“Influenza con febbre alta in Campania, ma la rete che controlla i contagi è bloccata” parla Scotti (Fimmg): “Vaccinate”

"Stiamo assistendo ad una ripresa di virus influenzali, para-influenzali e rhinovirus in questi giorni in Campania, con febbre anche alta. Sono soprattutto i giovani ad essere contagiati, perché per gli anziani c'è ancora la copertura della vaccinazione. Il consiglio, quindi, è di vaccinarsi. Purtroppo, il sistema di monitoraggio RespiVirNet dell'Istituto Superiore di Sanità è sospeso: è stata bloccata la raccolta dei dati epidemiologici. Per cui parliamo di impressioni che non sono supportate da evidenze epidemiologiche diffuse o da identificazioni degli agenti virali, ma arrivano sulla base dei pazienti negli ambulatori medici e dei reparti ospedalieri".
A parlare a Fanpage.it è Silvestro Scotti, medico di famiglia napoletano e segretario della Fimmg (Federazione Italiana Medici di Medicina Generale). Nelle ultime settimane starebbero circolando, quindi, nuovamente dei virus influenzali, accompagnati da febbre anche oltre i 39 gradi Centigradi. Ma monitorare l'andamento dei contagi non è semplice perché la rete RespiVirNet è ferma da marzo.
Dottore, perché la rete dei controlli dei virus non funziona?

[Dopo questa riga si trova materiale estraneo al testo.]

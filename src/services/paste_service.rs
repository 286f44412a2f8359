use argon2::password_hash::{rand_core::OsRng, SaltString};
use argon2::{Argon2, PasswordHash, PasswordHasher, PasswordVerifier};
use chrono::{DateTime, Duration, Utc};
use rand::Rng;

/// Alphabet for share codes: uppercase letters and digits
const CODE_CHARSET: &[u8] = b"ABCDEFGHIJKLMNOPQRSTUVWXYZ0123456789";

/// Length of paste-less share codes (rooms, clipboards)
pub const SHARE_CODE_LEN: usize = 6;

/// Generate a random 6-character uppercase share code
pub fn generate_share_code() -> String {
    let mut rng = rand::rng();
    (0..SHARE_CODE_LEN)
        .map(|_| CODE_CHARSET[rng.random_range(0..CODE_CHARSET.len())] as char)
        .collect()
}

/// Parse a relative expiry such as "10m", "1h", "7d" or "1M".
///
/// Units: minutes, hours, days, and 30-day months.
pub fn parse_expiry(spec: &str, now: DateTime<Utc>) -> Result<DateTime<Utc>, String> {
    let spec = spec.trim();
    if spec.len() < 2 {
        return Err(format!(
            "Invalid expiration format '{}'. Use e.g., 10m, 1h, 7d, 1M",
            spec
        ));
    }

    let unit_len = spec.chars().last().map(|c| c.len_utf8()).unwrap_or(1);
    let (value_part, unit) = spec.split_at(spec.len() - unit_len);
    let value: i64 = value_part
        .parse()
        .map_err(|_| format!("Invalid expiration format '{}'. Use e.g., 10m, 1h, 7d, 1M", spec))?;
    if value <= 0 {
        return Err(format!("Expiration must be positive, got '{}'", spec));
    }

    let duration = match unit {
        "m" => Duration::minutes(value),
        "h" => Duration::hours(value),
        "d" => Duration::days(value),
        "M" => Duration::days(value * 30),
        other => {
            return Err(format!(
                "Unknown expiration unit '{}'. Use m, h, d or M",
                other
            ))
        }
    };

    Ok(now + duration)
}

/// Custom URLs may only contain letters, numbers, hyphens and underscores
pub fn validate_custom_url(custom_url: &str) -> bool {
    !custom_url.is_empty()
        && custom_url
            .chars()
            .all(|c| c.is_ascii_alphanumeric() || c == '-' || c == '_')
}

/// Hash a paste or room password with argon2
pub fn hash_password(password: &str) -> Result<String, String> {
    let salt = SaltString::generate(&mut OsRng);
    Argon2::default()
        .hash_password(password.as_bytes(), &salt)
        .map(|hash| hash.to_string())
        .map_err(|e| format!("Failed to hash password: {}", e))
}

/// Verify a password against a stored argon2 hash
pub fn verify_password(password: &str, hash: &str) -> bool {
    match PasswordHash::new(hash) {
        Ok(parsed) => Argon2::default()
            .verify_password(password.as_bytes(), &parsed)
            .is_ok(),
        Err(_) => false,
    }
}

#[cfg(test)]
mod tests {
    use super::*;
    use chrono::TimeZone;

    #[test]
    fn share_code_shape() {
        for _ in 0..50 {
            let code = generate_share_code();
            assert_eq!(code.len(), SHARE_CODE_LEN);
            assert!(code
                .bytes()
                .all(|b| b.is_ascii_uppercase() || b.is_ascii_digit()));
        }
    }

    #[test]
    fn expiry_units() {
        let now = Utc.with_ymd_and_hms(2024, 1, 1, 0, 0, 0).unwrap();
        assert_eq!(parse_expiry("10m", now).unwrap(), now + Duration::minutes(10));
        assert_eq!(parse_expiry("1h", now).unwrap(), now + Duration::hours(1));
        assert_eq!(parse_expiry("7d", now).unwrap(), now + Duration::days(7));
        assert_eq!(parse_expiry("1M", now).unwrap(), now + Duration::days(30));
    }

    #[test]
    fn expiry_rejects_garbage() {
        let now = Utc::now();
        assert!(parse_expiry("", now).is_err());
        assert!(parse_expiry("m", now).is_err());
        assert!(parse_expiry("10w", now).is_err());
        assert!(parse_expiry("-5d", now).is_err());
        assert!(parse_expiry("0h", now).is_err());
    }

    #[test]
    fn custom_url_charset() {
        assert!(validate_custom_url("my-snippet_01"));
        assert!(!validate_custom_url(""));
        assert!(!validate_custom_url("has space"));
        assert!(!validate_custom_url("emoji🚀"));
    }

    #[test]
    fn password_hash_round_trip() {
        let hash = hash_password("s3cret").unwrap();
        assert!(verify_password("s3cret", &hash));
        assert!(!verify_password("wrong", &hash));
        assert!(!verify_password("s3cret", "not-a-hash"));
    }
}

Sembrerebbe una barzelletta, ma è realtà. Si sarebbero accorti dopo anni che ci sarebbero dei problemi normativi sul trattamento dei dati. Questa situazione ha portato le Regioni a fermare il flusso dei dati verso l'ISS. Questo è avvenuto già prima della fine della stagione virale in corso. Ad oggi abbiamo solo dati parziali sull'andamento dei virus influenzali. Lasciando l'Italia l'unico paese in Europa senza una mappatura epidemiologica. Abbiamo posto come società scientifiche il problema al ministero. Ma al momento non c'è ancora una risposta.

Che tipi di virus stanno circolando in queste settimane?
Abbiamo diverse tipologie. Virus parainfluenzali, raffreddamenti. Stiamo assistendo anche a contagi negli adulti di virus sinciziale, che in passato colpiva soprattutto i bambini piccoli. Siccome i bimbi sono vaccinati, il virus, adesso, sta colpendo gli adulti.
Cosa bisogna fare in caso di febbre alta?
Tenere sotto controllo la febbre con gli antipiretici. Idratarsi molto, perché la febbre rischia di far perdere liquidi. Evitare l'uso fai da te dell'antibiotico senza controllo medico, perché l'abuso provoca antibiotico-resistenza, cioè gli antibiotici non danno più gli effetti sperati. Se dopo 72 ore, la febbre non scende, consultarsi col medico. In molti casi, questi raffreddori sono di origine virale, quindi l'antibiotico non serve. Se però si nota che dopo una apparente remissione, i sintomi persistono, allora, bisogna consultare il medico, che può prescrivere l'antibiotico. Al momento, comunque, non abbiamo segnali di virus particolarmente aggressivi, non si segnalano picchi di ricoveri.